このグラスは本物の富士山グラスと何らかの関係があるのか。取材班は本物の富士山グラスを作っている「田島硝子」に話を聞くことにした。
(田島硝子 田嶌大輔社長)
「真ん中にあるのが連帯窯といってガラスを溶かしている窯なんですけど、総勢22~23名で職人さんたちが1つ1つ手作りで主にグラス類を作っています。今の時間でも1350℃くらいでガラスが溶けていますから、その近くで仕事するので、かなりの暑さだと思います」
富士山グラスは全て手作りだ。作業場では、職人がドロドロに溶かしたガラスを型に吹き込んで、グラスの形に整えていく。
グラスの側面の桜の模様作りも1つ1つ手作業で行われていて熟練した職人の技が必要だという。
では偽物の富士山グラスはどのような企業が販売しているのか。その手がかりがグラスにあった。グラスに貼られたシール。中国語で「透明小型」と書かれている。中国の企業が販売しているのだろうか?

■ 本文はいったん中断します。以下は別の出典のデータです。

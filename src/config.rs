//! System configuration parameters
//!
//! All tunable parameters for the chamber controller.
//! Values can be overridden via NVS (non-volatile storage).

use serde::{Deserialize, Serialize};

use crate::error::Error;

/// Core system configuration
#[derive(Debug, Clone, PartialEq, Serialize, Deserialize)]
pub struct ThermalConfig {
    // --- Vent actuator (open-loop, timed) ---
    /// Closed (or half) to fully open travel time (ms)
    pub vent_open_ms: u32,
    /// Closed to half-open travel time (ms)
    pub vent_half_ms: u32,
    /// Fully open back to half-open travel time (ms)
    pub vent_full_to_half_ms: u32,
    /// Any open position to closed travel time (ms)
    pub vent_close_ms: u32,
    /// Pause between startup calibration strokes (ms)
    pub vent_calibration_pause_ms: u32,

    // --- Hysteresis bands (offsets relative to the active target, °C) ---
    pub band_to_half_c: f32,
    pub band_to_closed_c: f32,
    pub band_to_full_c: f32,
    pub band_from_full_c: f32,

    // --- Intake fault ---
    /// Intake − chamber differential that asserts the fault (°C)
    pub fault_assert_delta_c: f32,
    /// Intake − chamber differential at or below which it clears (°C)
    pub fault_clear_delta_c: f32,

    // --- Fan ---
    /// Minimum non-zero duty outside cooldown (0-255)
    pub fan_min_duty: u8,
    /// Duty for `FanCommand::Low`
    pub fan_low_duty: u8,
    /// Duty for `FanCommand::High`
    pub fan_high_duty: u8,
    /// Tachometer sampling window (ms)
    pub tach_window_ms: u32,
    /// Tachometer pulses per fan revolution
    pub tach_pulses_per_rev: u8,

    // --- Temperature acquisition ---
    /// Contact-probe request cadence (ms), conversion included
    pub probe_interval_ms: u32,
    /// Contact-probe conversion latency (ms)
    pub probe_conversion_ms: u32,
    /// Consecutive invalid reads before a probe is judged failed
    pub probe_failure_limit: u8,
    /// Ambient temperature/humidity read cadence (ms)
    pub ambient_interval_ms: u32,

    // --- Cooldown ---
    /// Sampling window for the rate controller (ms)
    pub cooldown_window_ms: u32,
    /// Target cooling rate (°C/min)
    pub cooldown_target_rate_c_per_min: f32,
    /// Dead band around the target rate (°C/min)
    pub cooldown_rate_tolerance: f32,
    /// Duty adjustment per window (0-255 scale)
    pub cooldown_duty_step: u8,
    /// Cooldown target = ambient + this offset (°C)
    pub cooldown_ambient_offset_c: f32,
    /// Ambient assumed when the ambient probe has no reading (°C)
    pub cooldown_fallback_ambient_c: f32,
    /// Session finishes once chamber ≤ target + margin (°C)
    pub cooldown_finish_margin_c: f32,

    // --- Reporting ---
    /// Status snapshot publish interval (ms)
    pub status_interval_ms: u32,
}

impl Default for ThermalConfig {
    fn default() -> Self {
        Self {
            // Vent
            vent_open_ms: 4000,
            vent_half_ms: 2000,
            vent_full_to_half_ms: 2000,
            vent_close_ms: 4000,
            vent_calibration_pause_ms: 1500,

            // Hysteresis
            band_to_half_c: -1.0,
            band_to_closed_c: -2.0,
            band_to_full_c: 2.0,
            band_from_full_c: 1.0,

            // Intake fault
            fault_assert_delta_c: 5.0,
            fault_clear_delta_c: 2.0,

            // Fan
            fan_min_duty: 51, // 20 %
            fan_low_duty: 128,
            fan_high_duty: 255,
            tach_window_ms: 1000,
            tach_pulses_per_rev: 2,

            // Temperature acquisition
            probe_interval_ms: 1000,
            probe_conversion_ms: 750, // DS18B20 at 12-bit
            probe_failure_limit: 5,
            ambient_interval_ms: 5000,

            // Cooldown
            cooldown_window_ms: 60_000,
            cooldown_target_rate_c_per_min: 1.0,
            cooldown_rate_tolerance: 0.5,
            cooldown_duty_step: 20,
            cooldown_ambient_offset_c: 3.0,
            cooldown_fallback_ambient_c: 22.0,
            cooldown_finish_margin_c: 0.5,

            // Reporting
            status_interval_ms: 1000,
        }
    }
}

impl ThermalConfig {
    /// Range-check every field and the ordering between related fields.
    ///
    /// Invalid values are rejected rather than clamped so a bad stored blob
    /// falls back to defaults instead of running with a half-fixed config.
    pub fn validate(&self) -> Result<(), Error> {
        let timings = [
            self.vent_open_ms,
            self.vent_half_ms,
            self.vent_full_to_half_ms,
            self.vent_close_ms,
        ];
        if timings.iter().any(|t| !(100..=60_000).contains(t)) {
            return Err(Error::Config("vent travel times must be 100–60000 ms"));
        }
        if self.vent_half_ms >= self.vent_open_ms {
            return Err(Error::Config("vent_half_ms must be < vent_open_ms"));
        }
        if !(self.band_to_closed_c < self.band_to_half_c
            && self.band_to_half_c < self.band_from_full_c
            && self.band_from_full_c < self.band_to_full_c)
        {
            return Err(Error::Config(
                "hysteresis bands must satisfy to_closed < to_half < from_full < to_full",
            ));
        }
        if !(self.fault_clear_delta_c >= 0.0 && self.fault_clear_delta_c < self.fault_assert_delta_c)
        {
            return Err(Error::Config(
                "fault_clear_delta_c must be in [0, fault_assert_delta_c)",
            ));
        }
        if self.fan_min_duty == 0 || self.fan_low_duty < self.fan_min_duty {
            return Err(Error::Config("fan_low_duty must be ≥ fan_min_duty > 0"));
        }
        if self.fan_high_duty < self.fan_low_duty {
            return Err(Error::Config("fan_high_duty must be ≥ fan_low_duty"));
        }
        if self.tach_window_ms == 0 || self.tach_pulses_per_rev == 0 {
            return Err(Error::Config("tachometer window and pulses/rev must be > 0"));
        }
        if self.probe_conversion_ms >= self.probe_interval_ms {
            return Err(Error::Config("probe_conversion_ms must be < probe_interval_ms"));
        }
        if self.probe_failure_limit == 0 {
            return Err(Error::Config("probe_failure_limit must be > 0"));
        }
        if self.ambient_interval_ms < 2000 {
            return Err(Error::Config("ambient_interval_ms must be ≥ 2000"));
        }
        if !(10_000..=600_000).contains(&self.cooldown_window_ms) {
            return Err(Error::Config("cooldown_window_ms must be 10000–600000"));
        }
        if !(self.cooldown_target_rate_c_per_min > 0.0)
            || !(self.cooldown_rate_tolerance >= 0.0)
            || self.cooldown_rate_tolerance >= self.cooldown_target_rate_c_per_min
        {
            return Err(Error::Config(
                "cooldown rate must be > 0 and tolerance in [0, rate)",
            ));
        }
        if self.cooldown_duty_step == 0 {
            return Err(Error::Config("cooldown_duty_step must be > 0"));
        }
        if !(0.0..=20.0).contains(&self.cooldown_ambient_offset_c) {
            return Err(Error::Config("cooldown_ambient_offset_c must be 0–20"));
        }
        if self.status_interval_ms == 0 {
            return Err(Error::Config("status_interval_ms must be > 0"));
        }
        Ok(())
    }
}

#[cfg(test)]
mod tests {
    use super::*;

    #[test]
    fn default_config_is_valid() {
        assert_eq!(ThermalConfig::default().validate(), Ok(()));
    }

    #[test]
    fn default_bands_create_dead_zone() {
        let c = ThermalConfig::default();
        assert!(
            c.band_to_closed_c < c.band_to_half_c,
            "closing must need a lower temperature than opening"
        );
        assert!(c.band_from_full_c < c.band_to_full_c);
    }

    #[test]
    fn fault_thresholds_are_asymmetric() {
        let c = ThermalConfig::default();
        assert!(c.fault_assert_delta_c > c.fault_clear_delta_c);
    }

    #[test]
    fn rejects_inverted_fault_thresholds() {
        let c = ThermalConfig {
            fault_clear_delta_c: 6.0,
            ..ThermalConfig::default()
        };
        assert!(c.validate().is_err());
    }

    #[test]
    fn rejects_conversion_slower_than_cadence() {
        let c = ThermalConfig {
            probe_conversion_ms: 1200,
            ..ThermalConfig::default()
        };
        assert!(c.validate().is_err());
    }

    #[test]
    fn rejects_nan_rate() {
        let c = ThermalConfig {
            cooldown_target_rate_c_per_min: f32::NAN,
            ..ThermalConfig::default()
        };
        assert!(c.validate().is_err());
    }

    #[test]
    fn postcard_roundtrip() {
        let c = ThermalConfig::default();
        let bytes = postcard::to_allocvec(&c).unwrap();
        let c2: ThermalConfig = postcard::from_bytes(&bytes).unwrap();
        assert_eq!(c, c2);
    }
}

取材班は偽物の富士山グラスを販売する通販サイトに連絡してみた。
【通販サイトからのメッセージ内容】
『電話は修理中です。使用できない可能性があります。住所は香港九龍のビル12Fです』
通販サイトの運営企業は中国の企業で、本社は香港にあるという。
そこで取材班は現地に向かった。香港の繁華街にある雑居ビル。12階の看板には通販サイトを運営する企業名は書かれていない。フロアを確認してもそれらしき会社は見当たらなかった。
ビルの入居者らに話を聞いてみた。
(ビル入居者)
「(Q隣の会社は日本の商品を販売していますか?)よくわからないけど昔はカプセルトイの器材を販売していたよ。(Qお酒のグラスのような物を見たことはありますか?)ないですね」
「(Qグラスのような物を販売していますか?)わかりません。(Q日本の商品を販売している会社はありますか?)全くないよ」
ビルの管理会社にも確認したが、結局、通販サイトの運営企業はこのビルに存在しなかった。